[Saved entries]
__________

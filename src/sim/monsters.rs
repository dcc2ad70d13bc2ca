//! Patrolling monsters

use super::outcome;
use super::state::{Monster, SimContext};

/// Move at constant speed, turning around past either patrol bound
pub fn patrol(monster: &mut Monster) {
    monster.rect.x += monster.vel.x;
    let past_start = monster.rect.x <= monster.patrol_start && monster.vel.x < 0.0;
    let past_end = monster.rect.x >= monster.patrol_end && monster.vel.x > 0.0;
    if past_start || past_end {
        monster.vel.x = -monster.vel.x;
    }
}

/// Advance every monster and hurt the Guide on contact.
///
/// The Companion is deliberately not checked: only the Guide takes combat damage.
pub fn update(ctx: &mut SimContext) {
    for monster in &mut ctx.monsters {
        patrol(monster);
    }
    let guide = ctx.guide.body.rect();
    if ctx.monsters.iter().any(|m| m.rect.intersects(&guide)) {
        outcome::damage_guide(ctx);
    }
}

#[cfg(test)]
mod tests {
    use super::*;
    use crate::level::MonsterDesc;
    use crate::sim::geom::Rect;
    use crate::sim::state::test_support::*;
    use crate::sim::state::{GameEvent, GamePhase};
    use glam::Vec2;

    fn monster(x: f32, vx: f32) -> Monster {
        Monster {
            id: 1,
            rect: Rect::new(x, 370.0, 30.0, 30.0),
            vel: Vec2::new(vx, 0.0),
            patrol_start: 100.0,
            patrol_end: 200.0,
        }
    }

    #[test]
    fn test_reverses_at_bounds() {
        let mut m = monster(198.0, 3.0);
        patrol(&mut m);
        assert_eq!(m.rect.x, 201.0);
        assert_eq!(m.vel.x, -3.0);
        patrol(&mut m);
        assert_eq!(m.rect.x, 198.0);
        assert_eq!(m.vel.x, -3.0);

        let mut m = monster(101.0, -2.0);
        patrol(&mut m);
        assert_eq!(m.vel.x, 2.0);
    }

    fn monster_level(max_health: Option<u32>) -> crate::level::LevelDescriptor {
        let mut level = flat_level();
        level.max_health = max_health;
        level.monsters.push(MonsterDesc {
            id: 1,
            rect: Rect::new(95.0, 370.0, 30.0, 30.0),
            vel: Vec2::ZERO,
            patrol: [0.0, 400.0],
        });
        level
    }

    #[test]
    fn test_contact_is_instant_loss_without_health() {
        let level = monster_level(None);
        let mut ctx = context(&level);
        update(&mut ctx);
        assert_eq!(ctx.phase, GamePhase::GameOver);
        assert_eq!(ctx.events, vec![GameEvent::GameOver]);
    }

    #[test]
    fn test_contact_drains_health_with_invulnerability() {
        let level = monster_level(Some(3));
        let mut ctx = context(&level);
        update(&mut ctx);
        assert_eq!(ctx.guide.hp, 2);
        assert_eq!(ctx.guide.invuln, ctx.tuning.invuln_ticks);
        // Still overlapping, but invulnerable
        update(&mut ctx);
        assert_eq!(ctx.guide.hp, 2);
        assert_eq!(ctx.phase, GamePhase::Playing);
    }

    #[test]
    fn test_companion_is_immune() {
        let level = monster_level(None);
        let mut ctx = context(&level);
        ctx.guide.body.pos = Vec2::new(800.0, 360.0);
        ctx.companion.body.pos = Vec2::new(100.0, 374.0);
        update(&mut ctx);
        assert_eq!(ctx.phase, GamePhase::Playing);
    }
}
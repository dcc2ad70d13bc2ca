//! Ink economy: turning pointer drags into bridge segments

use glam::Vec2;

use super::state::{Bridge, GameEvent, SimContext};

/// Whether `point` lies inside any no-ink zone
pub fn in_no_ink_zone(ctx: &SimContext, point: Vec2) -> bool {
    ctx.no_ink_zones.iter().any(|zone| zone.contains_point(point))
}

/// Feed one tick of pointer state into the current stroke
pub fn update(ctx: &mut SimContext, draw_held: bool, pointer: Vec2) {
    if !draw_held {
        ctx.drawing.last_point = None;
        return;
    }
    if ctx.drawing.ink <= 0.0 {
        return;
    }

    let Some(last) = ctx.drawing.last_point else {
        // A stroke may only begin outside every zone
        if !in_no_ink_zone(ctx, pointer) {
            ctx.drawing.last_point = Some(pointer);
        }
        return;
    };

    let dist = last.distance(pointer);
    if dist <= ctx.tuning.min_stroke_length {
        return;
    }
    if in_no_ink_zone(ctx, pointer) {
        ctx.drawing.last_point = None;
        return;
    }

    let cost = dist * ctx.tuning.ink_per_unit;
    if ctx.drawing.ink < cost {
        log::debug!("Stroke rejected: cost {:.1} > ink {:.1}", cost, ctx.drawing.ink);
        return;
    }

    ctx.drawing.ink -= cost;
    ctx.bridges.push(Bridge { a: last, b: pointer });
    ctx.drawing.last_point = Some(pointer);
    ctx.emit(GameEvent::BridgeCommitted);
}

__________

[To do] Copy out each line of the data that includes the string "body".

[Answer to the exercise]
    let guide = ctx.guide.body.rect();
        ctx.guide.body.pos = Vec2::new(800.0, 360.0);
        ctx.companion.body.pos = Vec2::new(100.0, 374.0);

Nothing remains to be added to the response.